╔══

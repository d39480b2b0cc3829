//! The `NotificationStore` trait and supporting query types.
//!
//! The trait is implemented by storage backends (e.g. `tattle-store-sqlite`).
//! Higher layers (`tattle-api`, the fan-out hook) depend on this
//! abstraction, not on any concrete backend.

use std::future::Future;

use crate::notification::{
  NewNotification, Notification, NotificationId, NotificationPage, UserId,
};

// ─── Query type ──────────────────────────────────────────────────────────────

/// Offset-pagination parameters for [`NotificationStore::list_for_recipient`].
#[derive(Debug, Clone, Copy)]
pub struct PageRequest {
  /// 1-indexed page number. Values below 1 are clamped to 1.
  pub page:      u32,
  pub page_size: u32,
}

impl Default for PageRequest {
  fn default() -> Self {
    Self { page: 1, page_size: 20 }
  }
}

impl PageRequest {
  /// The page number with the lower bound applied.
  pub fn page_clamped(&self) -> u32 { self.page.max(1) }

  /// Row offset of the first item on this page.
  pub fn offset(&self) -> u64 {
    u64::from(self.page_clamped() - 1) * u64::from(self.page_size)
  }
}

// ─── Trait ───────────────────────────────────────────────────────────────────

/// Abstraction over a notification store backend.
///
/// The notification log is append-only apart from the read flag: the only
/// permitted mutation is `is_read` false → true, and the only deletion is
/// the age-based retention sweep.
///
/// All methods return `Send` futures so the trait can be used in
/// multi-threaded async runtimes (e.g. tokio with `axum`).
pub trait NotificationStore: Send + Sync {
  type Error: std::error::Error + Send + Sync + 'static;

  /// Insert a new notification. The store assigns `id` and `created_at`
  /// and initialises `is_read` to false.
  fn append(
    &self,
    input: NewNotification,
  ) -> impl Future<Output = Result<Notification, Self::Error>> + Send + '_;

  /// One page of `user_id`'s notifications, `created_at` descending,
  /// with the actor's public profile joined in.
  fn list_for_recipient(
    &self,
    user_id: UserId,
    page: PageRequest,
  ) -> impl Future<Output = Result<NotificationPage, Self::Error>> + Send + '_;

  /// Mark the given notifications read, scoped to rows owned by `user_id`.
  /// Ids belonging to other recipients are silently unaffected. An empty
  /// id set is a no-op, not an error. Returns the number of rows changed.
  fn mark_read(
    &self,
    user_id: UserId,
    ids: Vec<NotificationId>,
  ) -> impl Future<Output = Result<u64, Self::Error>> + Send + '_;

  /// Mark every unread notification for `user_id` read. Idempotent:
  /// a second call affects zero rows. Returns the number of rows changed.
  fn mark_all_read(
    &self,
    user_id: UserId,
  ) -> impl Future<Output = Result<u64, Self::Error>> + Send + '_;

  /// Retention sweep: delete notifications older than `days` days.
  /// With `only_read` (the normal cadence) unread rows are kept
  /// regardless of age. Returns the number of rows removed.
  ///
  /// Maintenance-path only — never called per request. Safe to run
  /// concurrently with appends, since freshly appended rows are always
  /// younger than the cutoff.
  fn prune_older_than(
    &self,
    days: u32,
    only_read: bool,
  ) -> impl Future<Output = Result<u64, Self::Error>> + Send + '_;
}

╚══

[WORK ORDER]: Set all the data down again, exactly as it reads above.

[ANSWER TO THE EXERCISE]:
repository d39480b2b0cc3829
//! The `NotificationStore` trait and supporting query types.
//!
//! The trait is implemented by storage backends (e.g. `tattle-store-sqlite`).
//! Higher layers (`tattle-api`, the fan-out hook) depend on this
//! abstraction, not on any concrete backend.

use std::future::Future;

use crate::notification::{
  NewNotification, Notification, NotificationId, NotificationPage, UserId,
};

// ─── Query type ──────────────────────────────────────────────────────────────

/// Offset-pagination parameters for [`NotificationStore::list_for_recipient`].
#[derive(Debug, Clone, Copy)]
pub struct PageRequest {
  /// 1-indexed page number. Values below 1 are clamped to 1.
  pub page:      u32,
  pub page_size: u32,
}

impl Default for PageRequest {
  fn default() -> Self {
    Self { page: 1, page_size: 20 }
  }
}

impl PageRequest {
  /// The page number with the lower bound applied.
  pub fn page_clamped(&self) -> u32 { self.page.max(1) }

  /// Row offset of the first item on this page.
  pub fn offset(&self) -> u64 {
    u64::from(self.page_clamped() - 1) * u64::from(self.page_size)
  }
}

// ─── Trait ───────────────────────────────────────────────────────────────────

/// Abstraction over a notification store backend.
///
/// The notification log is append-only apart from the read flag: the only
/// permitted mutation is `is_read` false → true, and the only deletion is
/// the age-based retention sweep.
///
/// All methods return `Send` futures so the trait can be used in
/// multi-threaded async runtimes (e.g. tokio with `axum`).
pub trait NotificationStore: Send + Sync {
  type Error: std::error::Error + Send + Sync + 'static;

  /// Insert a new notification. The store assigns `id` and `created_at`
  /// and initialises `is_read` to false.
  fn append(
    &self,
    input: NewNotification,
  ) -> impl Future<Output = Result<Notification, Self::Error>> + Send + '_;

  /// One page of `user_id`'s notifications, `created_at` descending,
  /// with the actor's public profile joined in.
  fn list_for_recipient(
    &self,
    user_id: UserId,
    page: PageRequest,
  ) -> impl Future<Output = Result<NotificationPage, Self::Error>> + Send + '_;

  /// Mark the given notifications read, scoped to rows owned by `user_id`.
  /// Ids belonging to other recipients are silently unaffected. An empty
  /// id set is a no-op, not an error. Returns the number of rows changed.
  fn mark_read(
    &self,
    user_id: UserId,
    ids: Vec<NotificationId>,
  ) -> impl Future<Output = Result<u64, Self::Error>> + Send + '_;

  /// Mark every unread notification for `user_id` read. Idempotent:
  /// a second call affects zero rows. Returns the number of rows changed.
  fn mark_all_read(
    &self,
    user_id: UserId,
  ) -> impl Future<Output = Result<u64, Self::Error>> + Send + '_;

  /// Retention sweep: delete notifications older than `days` days.
  /// With `only_read` (the normal cadence) unread rows are kept
  /// regardless of age. Returns the number of rows removed.
  ///
  /// Maintenance-path only — never called per request. Safe to run
  /// concurrently with appends, since freshly appended rows are always
  /// younger than the cutoff.
  fn prune_older_than(
    &self,
    days: u32,
    only_read: bool,
  ) -> impl Future<Output = Result<u64, Self::Error>> + Send + '_;
}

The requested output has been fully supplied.